Yea, they still have it on their site that way. I say phasing because our order lists (the order sheet for our gear buyers) now show it as Alternative Fit. Hence we changed our site to reflect the Oakley order sheets.

I'm sure Oakley is going to change it by next season. They're probably leaving it like that on their site for now so more Asians can get in the know.


----------



## clankfu (Jan 29, 2010)

Leo said:


> As for Smith, from what I know, they design their foam for all types of faces including Asians. However, their I/O does not fit me at all. Huge gap in the nose. I do have a huge, flat head though @ 63cm. I don't have that bump in the back of my head so that is flat and big lol. I think I always slept on my back as a baby since my head looks squished when you look at my profile


Had a huge gap with I/O so I sold them and bought the I/OS. Fits perfectly.


----------



## Leo (Nov 24, 2009)

clankfu said:


> Had a huge gap with I/O so I sold them and bought the I/OS. Fits perfectly.

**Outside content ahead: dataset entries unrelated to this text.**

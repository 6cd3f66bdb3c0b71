//! Decoding and dispatch of received datagrams
//!
//! The interceptor decodes a datagram with the session's encryption context
//! and routes it by kind: each control packet fires its own event, and every
//! event packet goes to the installed `PacketHandler`. Server and client
//! channels each own one.

use crate::encryption::EncryptionContext;
use crate::error::Result;
use crate::events::{Listeners, PacketEvent};
use crate::packet::{
    ConnectPacket, DisconnectPacket, EventPacket, HandshakePacket, HeartbeatPacket, Packet,
    PacketKind, ReconnectPacket,
};
use crate::serializer::PacketSerializer;
use crate::transport::Datagram;
use log::debug;
use std::sync::{Arc, PoisonError, RwLock};

/// Receives event packets, the extension point for gameplay code
pub trait PacketHandler: Send + Sync {
    fn handle(&self, event: &PacketEvent<EventPacket>);
}

impl<F> PacketHandler for F
where
    F: Fn(&PacketEvent<EventPacket>) + Send + Sync,
{
    fn handle(&self, event: &PacketEvent<EventPacket>) {
        self(event)
    }
}

/// Handler used until a collaborator installs one
struct DiscardHandler;

impl PacketHandler for DiscardHandler {
    fn handle(&self, event: &PacketEvent<EventPacket>) {
        debug!(
            "No handler installed, discarding {} from {}",
            event.packet.payload_dyn().type_name(),
            event.sender
        );
    }
}

pub struct PacketInterceptor {
    deserializer: PacketSerializer,
    handshake: Listeners<PacketEvent<HandshakePacket>>,
    heartbeat: Listeners<PacketEvent<HeartbeatPacket>>,
    connect: Listeners<PacketEvent<ConnectPacket>>,
    disconnect: Listeners<PacketEvent<DisconnectPacket>>,
    reconnect: Listeners<PacketEvent<ReconnectPacket>>,
    handler: RwLock<Arc<dyn PacketHandler>>,
}

impl PacketInterceptor {
    pub fn new(deserializer: PacketSerializer) -> Self {
        Self {
            deserializer,
            handshake: Listeners::new(),
            heartbeat: Listeners::new(),
            connect: Listeners::new(),
            disconnect: Listeners::new(),
            reconnect: Listeners::new(),
            handler: RwLock::new(Arc::new(DiscardHandler)),
        }
    }

    pub fn on_handshake<F>(&self, f: F)
    where
        F: Fn(&PacketEvent<HandshakePacket>) + Send + Sync + 'static,
    {
        self.handshake.subscribe(f);
    }

    pub fn on_heartbeat<F>(&self, f: F)
    where
        F: Fn(&PacketEvent<HeartbeatPacket>) + Send + Sync + 'static,
    {
        self.heartbeat.subscribe(f);
    }

    pub fn on_connect<F>(&self, f: F)
    where
        F: Fn(&PacketEvent<ConnectPacket>) + Send + Sync + 'static,
    {
        self.connect.subscribe(f);
    }

    pub fn on_disconnect<F>(&self, f: F)
    where
        F: Fn(&PacketEvent<DisconnectPacket>) + Send + Sync + 'static,
    {
        self.disconnect.subscribe(f);
    }

    pub fn on_reconnect<F>(&self, f: F)
    where
        F: Fn(&PacketEvent<ReconnectPacket>) + Send + Sync + 'static,
    {
        self.reconnect.subscribe(f);
    }

    /// Replaces the handler that receives event packets
    pub fn set_handler<H: PacketHandler + 'static>(&self, handler: H) {
        *self.handler.write().unwrap_or_else(PoisonError::into_inner) = Arc::new(handler);
    }

    /// Decodes `datagram` and dispatches it.
    ///
    /// Returns the kind of packet that was dispatched. Decode failures are
    /// returned to the caller and nothing is dispatched.
    pub fn accept(&self, datagram: Datagram, encryption: &EncryptionContext) -> Result<PacketKind> {
        let packet = self.deserializer.read(&datagram.data, encryption)?;
        let sender = datagram.sender;
        let kind = packet.kind();

        debug!("Received {} from {}", packet, sender);

        match packet {
            Packet::Handshake(packet) => {
                self.handshake.emit(&PacketEvent { sender, packet });
            }
            Packet::Heartbeat(packet) => {
                self.heartbeat.emit(&PacketEvent { sender, packet });
            }
            Packet::Connect(packet) => {
                self.connect.emit(&PacketEvent { sender, packet });
            }
            Packet::Disconnect(packet) => {
                self.disconnect.emit(&PacketEvent { sender, packet });
            }
            Packet::Reconnect(packet) => {
                self.reconnect.emit(&PacketEvent { sender, packet });
            }
            Packet::Event(packet) => {
                let handler = Arc::clone(
                    &self.handler.read().unwrap_or_else(PoisonError::into_inner),
                );
                handler.handle(&PacketEvent { sender, packet });
            }
        }

        Ok(kind)
    }
}
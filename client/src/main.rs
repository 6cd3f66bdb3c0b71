use clap::Parser;
use client::ClientChannel;
use log::{info, warn};
use rand::Rng;
use shared::gameplay::{self, ChatMessage, PositionUpdate};
use shared::{ClientConfig, EventPacket, PacketEvent, PacketRegistry};
use std::net::SocketAddr;
use std::sync::Arc;
use std::time::Duration;
use tokio::time::{interval, timeout};

#[derive(Parser, Debug)]
#[command(author, version, about, long_about = None)]
struct Args {
    /// Server address to connect to
    #[arg(short = 's', long, default_value = "127.0.0.1:8080")]
    server: SocketAddr,

    /// Player identity announced to the server
    #[arg(short = 'p', long, default_value = "player")]
    player: String,

    /// Number of position updates to send before disconnecting
    #[arg(short = 'u', long, default_value = "100")]
    updates: u32,

    /// Milliseconds between position updates
    #[arg(short = 'i', long, default_value = "50")]
    interval_ms: u64,

    /// Seconds to wait for the handshake
    #[arg(long, default_value = "5")]
    connect_timeout: u64,
}

#[tokio::main]
async fn main() -> Result<(), Box<dyn std::error::Error>> {
    env_logger::init();

    if std::env::var("RUST_LOG").is_err() {
        eprintln!("Set RUST_LOG=info for detailed logging");
    }

    let args = Args::parse();

    let registry = Arc::new(PacketRegistry::new());
    gameplay::register_packets(&registry)?;

    let client = ClientChannel::bind(args.server, ClientConfig::new(&args.player), registry).await?;
    client
        .interceptor()
        .set_handler(|event: &PacketEvent<EventPacket>| {
            if let Some(chat) = event.packet.payload::<ChatMessage>() {
                info!("[{}] {}", event.packet.player_id, chat.text);
            }
        });

    info!("Connecting to: {}", args.server);
    timeout(Duration::from_secs(args.connect_timeout), client.connect()).await??;

    client
        .send_event(ChatMessage {
            text: format!("{} joined", args.player),
        })
        .await?;

    let mut ticker = interval(Duration::from_millis(args.interval_ms.max(1)));
    let (mut x, mut z) = (0.0f32, 0.0f32);

    for _ in 0..args.updates {
        tokio::select! {
            _ = ticker.tick() => {}
            _ = tokio::signal::ctrl_c() => break,
        }

        // Random walk on the ground plane
        {
            let mut rng = rand::thread_rng();
            x += rng.gen_range(-1.0..=1.0);
            z += rng.gen_range(-1.0..=1.0);
        }

        if let Err(e) = client.send_event(PositionUpdate { x, y: 0.0, z }).await {
            warn!("Position update failed: {}", e);
            break;
        }
    }

    client.disconnect().await?;
    Ok(())
}
//! Fixed-rate ticking clock
//!
//! The clock fires on every interval boundary, independent of network I/O.
//! Tick listeners run synchronously and their total cost is measured; when it
//! exceeds the interval a `TickMissed` event reports the elapsed time. A late
//! tick never triggers a burst of catch-up ticks: the next tick waits for the
//! next boundary.

use crate::error::{NetError, Result};
use crate::events::Listeners;
use log::{debug, warn};
use std::sync::atomic::{AtomicU64, Ordering};
use std::sync::{Mutex, PoisonError};
use std::time::Duration;
use tokio::time::{sleep_until, Instant};
use tokio_util::sync::CancellationToken;

#[derive(Debug, Clone, Copy, PartialEq, Eq)]
pub enum ClockState {
    Idle,
    Running,
    Stopped,
}

/// A tick fired
#[derive(Debug, Clone, Copy, PartialEq, Eq)]
pub struct Tick {
    pub number: u64,
}

/// Tick listeners took longer than one interval
#[derive(Debug, Clone, Copy, PartialEq, Eq)]
pub struct TickMissed {
    pub number: u64,
    pub elapsed: Duration,
}

#[derive(Debug)]
pub struct TickingClock {
    interval: Duration,
    state: Mutex<ClockState>,
    ticks: AtomicU64,
    on_tick: Listeners<Tick>,
    on_tick_missed: Listeners<TickMissed>,
}

impl TickingClock {
    pub fn new(interval: Duration) -> Self {
        Self {
            interval,
            state: Mutex::new(ClockState::Idle),
            ticks: AtomicU64::new(0),
            on_tick: Listeners::new(),
            on_tick_missed: Listeners::new(),
        }
    }

    pub fn interval(&self) -> Duration {
        self.interval
    }

    pub fn state(&self) -> ClockState {
        *self.state.lock().unwrap_or_else(PoisonError::into_inner)
    }

    /// Total ticks fired since construction
    pub fn ticks(&self) -> u64 {
        self.ticks.load(Ordering::Relaxed)
    }

    pub fn on_tick<F>(&self, f: F)
    where
        F: Fn(&Tick) + Send + Sync + 'static,
    {
        self.on_tick.subscribe(f);
    }

    pub fn on_tick_missed<F>(&self, f: F)
    where
        F: Fn(&TickMissed) + Send + Sync + 'static,
    {
        self.on_tick_missed.subscribe(f);
    }

    fn set_state(&self, state: ClockState) {
        *self.state.lock().unwrap_or_else(PoisonError::into_inner) = state;
    }

    /// Runs the clock until `signal` is cancelled
    pub async fn tick(&self, signal: &CancellationToken) -> Result<()> {
        if self.interval.is_zero() {
            return Err(NetError::Config("tick interval must be non-zero".into()));
        }

        let mut deadline = Instant::now() + self.interval;

        self.set_state(ClockState::Running);
        debug!("Clock running every {:?}", self.interval);

        loop {
            tokio::select! {
                _ = signal.cancelled() => {
                    self.set_state(ClockState::Stopped);
                    debug!("Clock stopped after {} ticks", self.ticks());
                    return Err(NetError::Cancelled);
                }
                _ = sleep_until(deadline) => {}
            }

            let number = self.ticks.fetch_add(1, Ordering::Relaxed) + 1;
            let started = Instant::now();

            self.on_tick.emit(&Tick { number });

            let elapsed = started.elapsed();
            if elapsed > self.interval {
                warn!(
                    "Tick {} took {:?}, longer than the {:?} interval",
                    number, elapsed, self.interval
                );
                self.on_tick_missed.emit(&TickMissed { number, elapsed });
            }

            // Boundaries that passed while listeners ran are skipped, not replayed
            let now = Instant::now();
            deadline += self.interval;
            while deadline <= now {
                deadline += self.interval;
            }
        }
    }
}
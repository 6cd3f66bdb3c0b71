//! Demo gameplay packets used by the bundled binaries
//!
//! Both ends must call `register_packets` before exchanging these types so
//! their tags line up.

use crate::error::Result;
use crate::packet::PacketFamily;
use crate::registry::PacketRegistry;
use serde::{Deserialize, Serialize};

/// Family of the demo game packets
pub struct GamePackets;

impl PacketFamily for GamePackets {
    const NAME: &'static str = "game";
}

#[derive(Debug, Clone, Copy, PartialEq, Serialize, Deserialize)]
pub struct PositionUpdate {
    pub x: f32,
    pub y: f32,
    pub z: f32,
}

#[derive(Debug, Clone, PartialEq, Eq, Serialize, Deserialize)]
pub struct ChatMessage {
    pub text: String,
}

/// Registers every demo packet, in wire order
pub fn register_packets(registry: &PacketRegistry) -> Result<()> {
    registry.register::<GamePackets, PositionUpdate>()?;
    registry.register::<GamePackets, ChatMessage>()?;
    Ok(())
}

#[cfg(test)]
mod tests {
    use super::*;
    use crate::registry::WireTag;

    #[test]
    fn test_demo_packets_have_stable_tags() {
        let registry = PacketRegistry::new();
        register_packets(&registry).unwrap();
        register_packets(&registry).unwrap();

        assert_eq!(
            registry.tag_for::<PositionUpdate>(),
            Some(WireTag {
                family: "game",
                tag: 100
            })
        );
        assert_eq!(registry.tag_for::<ChatMessage>().map(|t| t.tag), Some(101));
        assert_eq!(registry.len(), 2);
    }
}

Yea, I tried the I/Os as well. Thing is, I have a huge head as I've already mentioned. The I/OS is too small for me and still has a gap.

You know how EG2s are so epically big on people? Well... They aren't as epically big on my head lol. Still the biggest goggle, just that it doesn't look so ridiculous on my head. By ridiculous I mean space helmet.


----------